Please return every line of the records below that holds the word "info".

[Stored data]
■ ■ ■
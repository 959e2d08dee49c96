//! Tindung Service - HTTP API for credit and installment loans
//!
//! This is the main entry point for the tindung service.

use std::sync::Arc;

use tracing_subscriber::{layer::SubscriberExt, util::SubscriberInitExt};

use tindung_service::{create_router, AppState, ServiceConfig};
use tindung_store::Store;

#[tokio::main]
async fn main() -> Result<(), Box<dyn std::error::Error>> {
    // Initialize tracing
    tracing_subscriber::registry()
        .with(
            tracing_subscriber::EnvFilter::try_from_default_env()
                .unwrap_or_else(|_| "info,tindung=debug".into()),
        )
        .with(tracing_subscriber::fmt::layer())
        .init();

    tracing::info!("Starting Tindung Service");

    let config = ServiceConfig::from_env();

    tracing::info!(
        listen_addr = %config.listen_addr,
        data_dir = %config.data_dir,
        max_page_limit = config.max_page_limit,
        "Service configuration loaded"
    );

    let store = open_store(&config)?;
    let state = AppState::new(store, config.clone());

    let app = create_router(state);
    tracing::info!("Router configured with all API endpoints");

    tracing::info!(listen_addr = %config.listen_addr, "Starting HTTP server");
    let listener = tokio::net::TcpListener::bind(&config.listen_addr).await?;
    axum::serve(listener, app)
        .with_graceful_shutdown(shutdown_signal())
        .await?;

    tracing::info!("Server stopped");
    Ok(())
}

#[cfg(feature = "rocksdb-backend")]
fn open_store(config: &ServiceConfig) -> Result<Arc<dyn Store>, Box<dyn std::error::Error>> {
    tracing::info!(path = %config.data_dir, "Opening RocksDB store");
    Ok(Arc::new(tindung_store::RocksStore::open(&config.data_dir)?))
}

#[cfg(not(feature = "rocksdb-backend"))]
#[allow(clippy::unnecessary_wraps)]
fn open_store(config: &ServiceConfig) -> Result<Arc<dyn Store>, Box<dyn std::error::Error>> {
    tracing::warn!(
        data_dir = %config.data_dir,
        "Built without rocksdb-backend; using in-memory store, data is lost on exit"
    );
    Ok(Arc::new(tindung_store::MemoryStore::new()))
}

async fn shutdown_signal() {
    if let Err(e) = tokio::signal::ctrl_c().await {
        tracing::error!(error = %e, "Failed to listen for shutdown signal");
        std::future::pending::<()>().await;
    }
    tracing::info!("Shutdown signal received");
}
//! Schedule generator: back-fills elapsed payment periods of a contract.

use tindung_core::{
    plan_schedule_with_limit, Clock, ContractCode, Result, ScheduleOutcome, ScheduleSummary,
    DEFAULT_MAX_PERIODS,
};
use tindung_store::Store;

use super::contracts::find_contract;

/// Writes the history entries owed by a contract as of today.
///
/// Runs are not idempotent: generating twice on the same day writes the same
/// periods twice.
pub struct ScheduleGenerator<'a> {
    store: &'a dyn Store,
    clock: &'a dyn Clock,
    max_periods: usize,
}

impl<'a> ScheduleGenerator<'a> {
    /// Create a generator over the given store and clock.
    #[must_use]
    pub fn new(store: &'a dyn Store, clock: &'a dyn Clock) -> Self {
        Self {
            store,
            clock,
            max_periods: DEFAULT_MAX_PERIODS,
        }
    }

    /// Cap the number of periods a single run may write.
    #[must_use]
    pub fn with_max_periods(mut self, max_periods: usize) -> Self {
        self.max_periods = max_periods;
        self
    }

    /// Plan the schedule for `code` and persist it in one atomic batch.
    ///
    /// # Errors
    ///
    /// - `CreditError::InvalidContractCode` if the prefix is neither `TC` nor `TG`.
    /// - `CreditError::ContractNotFound` if the product table has no such code.
    /// - `CreditError::InvalidArgument` for a contract the amount cannot be
    ///   computed for, or one with more elapsed periods than the cap.
    /// - `CreditError::Internal` if the batch cannot be committed; no rows are
    ///   written in that case.
    pub fn generate(&self, code: &ContractCode) -> Result<ScheduleSummary> {
        let contract = find_contract(self.store, code)?;
        let today = self.clock.today();
        let outcome = plan_schedule_with_limit(&contract, today, self.max_periods)?;

        if let ScheduleOutcome::Due(plan) = &outcome {
            let inserted = match self.store.insert_history_batch(plan.records()) {
                Ok(inserted) => inserted,
                Err(e) => {
                    tracing::error!(code = %code, error = %e, "Schedule batch insert failed");
                    return Err(e.into());
                }
            };
            tracing::info!(
                code = %code,
                kind = %plan.kind,
                %today,
                records = inserted.len(),
                per_period_amount = plan.per_period_amount,
                cumulative_amount = plan.cumulative_amount,
                "Payment schedule generated"
            );
        } else {
            tracing::debug!(code = %code, %today, outcome = ?outcome, "No payment periods due");
        }

        Ok(outcome.summary(code))
    }
}

#[cfg(test)]
mod tests {
    use super::*;
    use chrono::NaiveDate;
    use tindung_core::{Contract, CreditError, FixedClock, InstallmentLoan, PaymentStatus};
    use tindung_store::MemoryStore;

    fn today() -> FixedClock {
        FixedClock::new(NaiveDate::from_ymd_opt(2024, 3, 10).unwrap())
    }

    #[test]
    fn unknown_prefix_touches_nothing() {
        let store = MemoryStore::new();
        let clock = today();
        let generator = ScheduleGenerator::new(&store, &clock);

        let code: ContractCode = "XX001".parse().unwrap();
        assert!(matches!(
            generator.generate(&code),
            Err(CreditError::InvalidContractCode { .. })
        ));
        assert_eq!(store.count_history().unwrap(), 0);
    }

    #[test]
    fn installment_single_period() {
        let store = MemoryStore::new();
        store
            .insert_contract(&Contract::Installment(InstallmentLoan {
                code: "TG001".parse().unwrap(),
                borrower_name: "Trần Thị Bình".into(),
                loan_date: NaiveDate::from_ymd_opt(2024, 2, 1).unwrap(),
                principal: 10_000_000,
                period_length_days: 30,
                installment_count: 12,
                interest: 200_000,
                status: PaymentStatus::NotPaid,
            }))
            .unwrap();
        let clock = today();
        let generator = ScheduleGenerator::new(&store, &clock);

        let code: ContractCode = "TG001".parse().unwrap();
        let summary = generator.generate(&code).unwrap();
        assert_eq!(summary.records_created, 1);
        assert_eq!(summary.per_period_amount, Some(850_000));

        let records = store.list_history_by_contract(&code).unwrap();
        assert_eq!(records.len(), 1);
        assert_eq!(records[0].amount, 850_000);
        assert_eq!(
            records[0].payment_date,
            NaiveDate::from_ymd_opt(2024, 3, 2).unwrap()
        );
    }
}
■ ■ ■
*ANSWER TO THIS PROBLEM*
                .unwrap_or_else(|_| "info,tindung=debug".into()),
    tracing::info!("Starting Tindung Service");
    tracing::info!(
    tracing::info!("Router configured with all API endpoints");
    tracing::info!(listen_addr = %config.listen_addr, "Starting HTTP server");
    tracing::info!("Server stopped");
    tracing::info!(path = %config.data_dir, "Opening RocksDB store");
    tracing::info!("Shutdown signal received");
            tracing::info!(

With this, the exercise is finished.